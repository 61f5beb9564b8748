//! Controller trait definition

use super::registers::{Command, ControllerConfig, StatusFlags};

/// Register-level access to an NVM controller
///
/// Implementations are thin wrappers around the peripheral registers (or an
/// emulation of them). They never wait: every method returns immediately,
/// and the engine in [`crate::protocol`] does all polling with explicit
/// budgets.
///
/// The flash array is exposed as a sequence of words indexed from the start
/// of the array ([`crate::geometry::FlashGeometry::to_word_index`]). Writing
/// a word does not program flash directly; it lands in the controller's page
/// buffer at the matching page position.
///
/// ## Example: memory-mapped controller
///
/// ```ignore
/// impl NvmController for Nvmctrl {
///     fn is_ready(&mut self) -> bool {
///         self.regs.intflag.read().ready().bit_is_set()
///     }
///
///     fn issue_command(&mut self, cmd: Command) {
///         self.regs.ctrla.write(|w| unsafe { w.bits(cmd.ctrla()) });
///     }
///     // ...
/// }
/// ```
pub trait NvmController {
    /// Enable the peripheral bus clock of the controller
    fn enable_clock(&mut self);

    /// Write the control register (wait states, write mode, caching)
    fn configure(&mut self, config: &ControllerConfig);

    /// Whether the controller is ready to accept a command
    fn is_ready(&mut self) -> bool;

    /// Write a command with its execution key to CTRLA
    fn issue_command(&mut self, cmd: Command);

    /// Set the byte address used by the next command
    fn set_address(&mut self, addr: u32);

    /// Read the sticky status flags
    fn read_status(&mut self) -> StatusFlags;

    /// Acknowledge status flags (write-one-to-clear)
    fn clear_status(&mut self, mask: StatusFlags);

    /// Read one word of the flash array
    fn read_word(&mut self, word_index: u32) -> u32;

    /// Load one word into the page buffer
    fn write_word(&mut self, word_index: u32, value: u32);

    /// Delay for the specified number of microseconds
    fn delay_us(&mut self, us: u32);
}
//! Read command

use std::fs;
use std::path::Path;

use nvmflash_core::controller::NvmController;
use nvmflash_core::flash::{NvmFlash, ProgramStrategy};

use super::{check_span, progress, row_pieces};
use crate::error::Result;

/// Read `length` bytes at `address` (the rest of the array if `None`) into `output`
pub fn run_read<C: NvmController, S: ProgramStrategy>(
    nvm: &mut NvmFlash<C, S>,
    address: u32,
    length: Option<u32>,
    output: &Path,
) -> Result<()> {
    let geometry = *nvm.geometry();
    let length = match length {
        Some(length) => length,
        None => geometry.end_address().saturating_sub(address as u64) as u32,
    };
    check_span(&geometry, address, length)?;

    let mut data = vec![0u8; length as usize];
    let pb = progress::bar(length as u64, "Reading")?;
    for (offset, len) in row_pieces(&geometry, address, data.len(), 1) {
        nvm.read(address + offset as u32, &mut data[offset..offset + len])?;
        pb.inc(len as u64);
    }
    pb.finish_with_message("Read complete");

    fs::write(output, &data)?;
    println!("Wrote {} bytes to {:?}", data.len(), output);
    Ok(())
}
//! TOML configuration
//!
//! Describes the flash array, the controller setup and the write strategy:
//!
//! ```toml
//! write_mode = "row-buffered"
//!
//! [geometry]
//! page_size = 64
//! pages_per_row = 4
//! flash_size = "256 KiB"
//! base_address = 0x0
//!
//! [controller]
//! read_wait_states = 1
//! manual_write = true
//! sleep_mode = "wake-on-access"
//! read_mode = "no-miss-penalty"
//! cache_disabled = false
//!
//! [timeouts]
//! poll_delay_us = 10
//! program_timeout_us = 10000
//! erase_timeout_us = 50000
//! ```
//!
//! Every key is optional; missing keys take the ATSAMD21G18A defaults.

use std::fmt;
use std::format;
use std::fs;
use std::path::Path;
use std::string::{String, ToString};

use crate::controller::{ControllerConfig, ReadMode, SleepMode};
use crate::flash::WriteMode;
use crate::geometry::FlashGeometry;
use crate::protocol::Timeouts;

/// Errors loading a configuration file
#[derive(Debug)]
pub enum ConfigError {
    /// File could not be read
    Io(std::io::Error),
    /// File is not valid TOML or has unexpected values
    Parse(String),
    /// Geometry is inconsistent
    InvalidGeometry,
}

impl fmt::Display for ConfigError {
    fn fmt(&self, f: &mut fmt::Formatter<'_>) -> fmt::Result {
        match self {
            Self::Io(e) => write!(f, "failed to read config: {}", e),
            Self::Parse(msg) => write!(f, "failed to parse config: {}", msg),
            Self::InvalidGeometry => write!(f, "invalid flash geometry in config"),
        }
    }
}

impl std::error::Error for ConfigError {}

/// Complete engine configuration
#[derive(Debug, Clone, Copy, PartialEq, Eq, Default)]
pub struct NvmConfig {
    /// Flash geometry
    pub geometry: FlashGeometry,
    /// Control register setup
    pub controller: ControllerConfig,
    /// Wait budgets
    pub timeouts: Timeouts,
    /// Page programming strategy
    pub write_mode: WriteMode,
}

#[derive(Debug, Default, serde::Deserialize)]
#[serde(deny_unknown_fields)]
struct TomlConfigFile {
    write_mode: Option<WriteMode>,
    #[serde(default)]
    geometry: TomlGeometry,
    #[serde(default)]
    controller: TomlController,
    #[serde(default)]
    timeouts: TomlTimeouts,
}

#[derive(Debug, Default, serde::Deserialize)]
#[serde(deny_unknown_fields)]
struct TomlGeometry {
    #[serde(default, deserialize_with = "deserialize_opt_size")]
    page_size: Option<u32>,
    pages_per_row: Option<u32>,
    word_size: Option<u32>,
    #[serde(default, deserialize_with = "deserialize_opt_size")]
    flash_size: Option<u32>,
    #[serde(default, deserialize_with = "deserialize_opt_size")]
    base_address: Option<u32>,
    min_program_size: Option<u32>,
}

#[derive(Debug, Default, serde::Deserialize)]
#[serde(deny_unknown_fields)]
struct TomlController {
    read_wait_states: Option<u8>,
    manual_write: Option<bool>,
    sleep_mode: Option<SleepMode>,
    read_mode: Option<ReadMode>,
    cache_disabled: Option<bool>,
}

#[derive(Debug, Default, serde::Deserialize)]
#[serde(deny_unknown_fields)]
struct TomlTimeouts {
    poll_delay_us: Option<u32>,
    program_timeout_us: Option<u32>,
    erase_timeout_us: Option<u32>,
}

/// Deserialize an optional u32 given as a number, hex string or size string
fn deserialize_opt_size<'de, D>(deserializer: D) -> Result<Option<u32>, D::Error>
where
    D: serde::Deserializer<'de>,
{
    use serde::Deserialize;

    #[derive(Deserialize)]
    #[serde(untagged)]
    enum SizeOrInt {
        Int(u32),
        Str(String),
    }

    match Option::<SizeOrInt>::deserialize(deserializer)? {
        None => Ok(None),
        Some(SizeOrInt::Int(n)) => Ok(Some(n)),
        Some(SizeOrInt::Str(s)) => parse_size(&s).map(Some).map_err(serde::de::Error::custom),
    }
}

/// Parse "0x4000", "16384", "16 KiB" or "16K"
pub fn parse_size(s: &str) -> Result<u32, String> {
    let s = s.trim();

    if let Some(hex) = s.strip_prefix("0x").or_else(|| s.strip_prefix("0X")) {
        return u32::from_str_radix(hex.trim(), 16).map_err(|e| format!("invalid hex: {}", e));
    }
    if let Ok(n) = s.parse::<u32>() {
        return Ok(n);
    }

    let lower = s.to_lowercase();
    let (num, multiplier) = if let Some(n) = lower.strip_suffix("mib") {
        (n, 1024 * 1024)
    } else if let Some(n) = lower.strip_suffix("kib") {
        (n, 1024)
    } else if let Some(n) = lower.strip_suffix('m') {
        (n, 1024 * 1024)
    } else if let Some(n) = lower.strip_suffix('k') {
        (n, 1024)
    } else {
        return Err(format!("invalid size: {}", s));
    };

    let num: u32 = num
        .trim()
        .parse()
        .map_err(|_| format!("invalid size: {}", s))?;
    num.checked_mul(multiplier)
        .ok_or_else(|| format!("size too large: {}", s))
}

impl NvmConfig {
    /// Load a configuration from a TOML file
    pub fn from_toml_file(path: impl AsRef<Path>) -> Result<Self, ConfigError> {
        let content = fs::read_to_string(path).map_err(ConfigError::Io)?;
        Self::from_toml_str(&content)
    }

    /// Parse a configuration from a TOML string
    pub fn from_toml_str(content: &str) -> Result<Self, ConfigError> {
        let file: TomlConfigFile =
            toml::from_str(content).map_err(|e| ConfigError::Parse(e.to_string()))?;

        let defaults = NvmConfig::default();

        let g = file.geometry;
        let geometry = FlashGeometry {
            page_size: g.page_size.unwrap_or(defaults.geometry.page_size),
            pages_per_row: g.pages_per_row.unwrap_or(defaults.geometry.pages_per_row),
            word_size: g.word_size.unwrap_or(defaults.geometry.word_size),
            flash_size: g.flash_size.unwrap_or(defaults.geometry.flash_size),
            base_address: g.base_address.unwrap_or(defaults.geometry.base_address),
            min_program_size: g
                .min_program_size
                .unwrap_or(defaults.geometry.min_program_size),
        };
        geometry
            .validate()
            .map_err(|_| ConfigError::InvalidGeometry)?;

        let c = file.controller;
        let controller = ControllerConfig {
            read_wait_states: c
                .read_wait_states
                .unwrap_or(defaults.controller.read_wait_states),
            manual_write: c.manual_write.unwrap_or(defaults.controller.manual_write),
            sleep_mode: c.sleep_mode.unwrap_or(defaults.controller.sleep_mode),
            read_mode: c.read_mode.unwrap_or(defaults.controller.read_mode),
            cache_disabled: c
                .cache_disabled
                .unwrap_or(defaults.controller.cache_disabled),
        };
        if controller.read_wait_states > 15 {
            return Err(ConfigError::Parse(format!(
                "read_wait_states must be 0..=15, got {}",
                controller.read_wait_states
            )));
        }

        let t = file.timeouts;
        let timeouts = Timeouts {
            poll_delay_us: t.poll_delay_us.unwrap_or(defaults.timeouts.poll_delay_us),
            program_timeout_us: t
                .program_timeout_us
                .unwrap_or(defaults.timeouts.program_timeout_us),
            erase_timeout_us: t
                .erase_timeout_us
                .unwrap_or(defaults.timeouts.erase_timeout_us),
        };

        Ok(Self {
            geometry,
            controller,
            timeouts,
            write_mode: file.write_mode.unwrap_or(defaults.write_mode),
        })
    }
}

#[cfg(test)]
mod tests {
    use super::*;

    #[test]
    fn test_empty_config_is_samd21() {
        let cfg = NvmConfig::from_toml_str("").unwrap();
        assert_eq!(cfg, NvmConfig::default());
        assert_eq!(cfg.geometry, FlashGeometry::SAMD21G18A);
        assert_eq!(cfg.write_mode, WriteMode::Direct);
    }

    #[test]
    fn test_full_config() {
        let cfg = NvmConfig::from_toml_str(
            r#"
            write_mode = "row-buffered"

            [geometry]
            page_size = 64
            pages_per_row = 4
            flash_size = "64 KiB"
            base_address = "0x2000"

            [controller]
            read_wait_states = 2
            manual_write = false
            sleep_mode = "disabled"
            read_mode = "deterministic"
            cache_disabled = true

            [timeouts]
            poll_delay_us = 5
            erase_timeout_us = 100000
            "#,
        )
        .unwrap();

        assert_eq!(cfg.write_mode, WriteMode::RowBuffered);
        assert_eq!(cfg.geometry.flash_size, 64 * 1024);
        assert_eq!(cfg.geometry.base_address, 0x2000);
        assert_eq!(cfg.controller.read_wait_states, 2);
        assert!(!cfg.controller.manual_write);
        assert_eq!(cfg.controller.sleep_mode, SleepMode::Disabled);
        assert_eq!(cfg.controller.read_mode, ReadMode::Deterministic);
        assert!(cfg.controller.cache_disabled);
        assert_eq!(cfg.timeouts.poll_delay_us, 5);
        assert_eq!(cfg.timeouts.program_timeout_us, 10_000);
        assert_eq!(cfg.timeouts.erase_timeout_us, 100_000);
    }

    #[test]
    fn test_bad_geometry_rejected() {
        let err = NvmConfig::from_toml_str("[geometry]\npage_size = 48\n").unwrap_err();
        assert!(matches!(err, ConfigError::InvalidGeometry));
    }

    #[test]
    fn test_unknown_key_rejected() {
        let err = NvmConfig::from_toml_str("[geometry]\nsector_size = 4096\n").unwrap_err();
        assert!(matches!(err, ConfigError::Parse(_)));
    }

    #[test]
    fn test_parse_size() {
        assert_eq!(parse_size("4096"), Ok(4096));
        assert_eq!(parse_size("0x1000"), Ok(4096));
        assert_eq!(parse_size("4 KiB"), Ok(4096));
        assert_eq!(parse_size("4k"), Ok(4096));
        assert_eq!(parse_size("1 MiB"), Ok(1024 * 1024));
        assert!(parse_size("lots").is_err());
    }
}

▶ **WHAT YOU ARE ASKED TO DO**:
Spot the lines above that mention "data" and copy them.

▶ **ANSWER BELOW**:
    let mut data = vec![0u8; length as usize];
    for (offset, len) in row_pieces(&geometry, address, data.len(), 1) {
        nvm.read(address + offset as u32, &mut data[offset..offset + len])?;
    fs::write(output, &data)?;
    println!("Wrote {} bytes to {:?}", data.len(), output);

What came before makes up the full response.